--- Directions ---
If a line includes "other", copy it out of the entries.

--- Task inputs ---

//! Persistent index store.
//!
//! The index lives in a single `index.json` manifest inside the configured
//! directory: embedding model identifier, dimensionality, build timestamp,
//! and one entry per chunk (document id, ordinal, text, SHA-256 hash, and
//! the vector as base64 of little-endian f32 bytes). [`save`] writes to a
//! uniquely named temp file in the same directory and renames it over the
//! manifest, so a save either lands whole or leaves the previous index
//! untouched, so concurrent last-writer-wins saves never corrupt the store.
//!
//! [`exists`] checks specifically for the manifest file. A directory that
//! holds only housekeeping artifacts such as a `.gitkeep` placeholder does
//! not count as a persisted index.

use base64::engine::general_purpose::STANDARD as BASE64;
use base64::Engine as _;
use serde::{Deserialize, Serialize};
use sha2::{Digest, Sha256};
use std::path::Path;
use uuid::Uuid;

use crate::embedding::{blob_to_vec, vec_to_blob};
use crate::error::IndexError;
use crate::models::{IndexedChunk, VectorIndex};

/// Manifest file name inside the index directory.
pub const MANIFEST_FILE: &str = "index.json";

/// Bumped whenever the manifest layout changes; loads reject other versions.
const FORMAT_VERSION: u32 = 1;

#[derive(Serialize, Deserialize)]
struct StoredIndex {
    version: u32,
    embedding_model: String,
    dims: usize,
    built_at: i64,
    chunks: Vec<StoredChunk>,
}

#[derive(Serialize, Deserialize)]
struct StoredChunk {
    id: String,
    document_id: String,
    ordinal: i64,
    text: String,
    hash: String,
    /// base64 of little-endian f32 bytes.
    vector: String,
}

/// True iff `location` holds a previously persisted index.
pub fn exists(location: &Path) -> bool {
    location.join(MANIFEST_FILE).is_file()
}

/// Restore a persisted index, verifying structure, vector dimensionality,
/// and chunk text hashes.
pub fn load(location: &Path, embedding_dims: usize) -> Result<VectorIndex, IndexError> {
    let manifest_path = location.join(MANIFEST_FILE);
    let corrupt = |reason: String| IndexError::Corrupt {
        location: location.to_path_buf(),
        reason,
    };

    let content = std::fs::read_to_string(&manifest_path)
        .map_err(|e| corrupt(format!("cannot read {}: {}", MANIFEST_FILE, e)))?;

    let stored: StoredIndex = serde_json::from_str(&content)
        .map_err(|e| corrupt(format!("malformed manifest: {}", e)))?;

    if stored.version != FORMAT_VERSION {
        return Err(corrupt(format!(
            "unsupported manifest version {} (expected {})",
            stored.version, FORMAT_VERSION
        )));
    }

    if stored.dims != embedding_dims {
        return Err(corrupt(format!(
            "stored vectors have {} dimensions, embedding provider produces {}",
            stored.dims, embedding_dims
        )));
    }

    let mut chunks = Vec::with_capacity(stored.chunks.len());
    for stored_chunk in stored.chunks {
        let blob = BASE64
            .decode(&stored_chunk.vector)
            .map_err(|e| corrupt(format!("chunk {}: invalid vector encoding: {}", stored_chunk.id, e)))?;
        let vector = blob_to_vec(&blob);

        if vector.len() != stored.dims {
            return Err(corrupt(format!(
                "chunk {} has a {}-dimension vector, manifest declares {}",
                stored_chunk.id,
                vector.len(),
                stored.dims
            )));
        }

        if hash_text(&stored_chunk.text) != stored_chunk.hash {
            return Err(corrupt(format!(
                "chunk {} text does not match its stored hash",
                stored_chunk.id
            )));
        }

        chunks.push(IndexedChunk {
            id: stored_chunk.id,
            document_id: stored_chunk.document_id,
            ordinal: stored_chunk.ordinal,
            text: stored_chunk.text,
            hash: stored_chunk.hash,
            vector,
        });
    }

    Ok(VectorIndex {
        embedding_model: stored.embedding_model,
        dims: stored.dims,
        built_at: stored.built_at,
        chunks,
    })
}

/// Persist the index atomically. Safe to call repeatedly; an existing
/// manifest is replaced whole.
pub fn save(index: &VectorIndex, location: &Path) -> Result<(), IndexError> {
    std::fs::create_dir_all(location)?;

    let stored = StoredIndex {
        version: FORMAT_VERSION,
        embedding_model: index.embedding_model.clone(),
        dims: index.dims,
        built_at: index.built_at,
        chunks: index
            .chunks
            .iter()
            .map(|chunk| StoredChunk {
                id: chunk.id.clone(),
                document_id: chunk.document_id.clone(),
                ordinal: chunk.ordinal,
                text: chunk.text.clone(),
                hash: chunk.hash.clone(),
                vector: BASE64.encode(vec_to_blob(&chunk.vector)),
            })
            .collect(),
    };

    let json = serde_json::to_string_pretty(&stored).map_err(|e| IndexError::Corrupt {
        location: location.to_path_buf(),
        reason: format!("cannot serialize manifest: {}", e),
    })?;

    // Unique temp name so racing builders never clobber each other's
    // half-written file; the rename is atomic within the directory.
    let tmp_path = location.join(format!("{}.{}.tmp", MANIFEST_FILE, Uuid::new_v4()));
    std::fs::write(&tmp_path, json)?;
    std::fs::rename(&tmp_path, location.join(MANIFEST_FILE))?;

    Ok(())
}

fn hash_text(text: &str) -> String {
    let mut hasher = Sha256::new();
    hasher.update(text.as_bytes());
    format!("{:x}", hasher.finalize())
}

--- Response ---
/// Bumped whenever the manifest layout changes; loads reject other versions.
    // Unique temp name so racing builders never clobber each other's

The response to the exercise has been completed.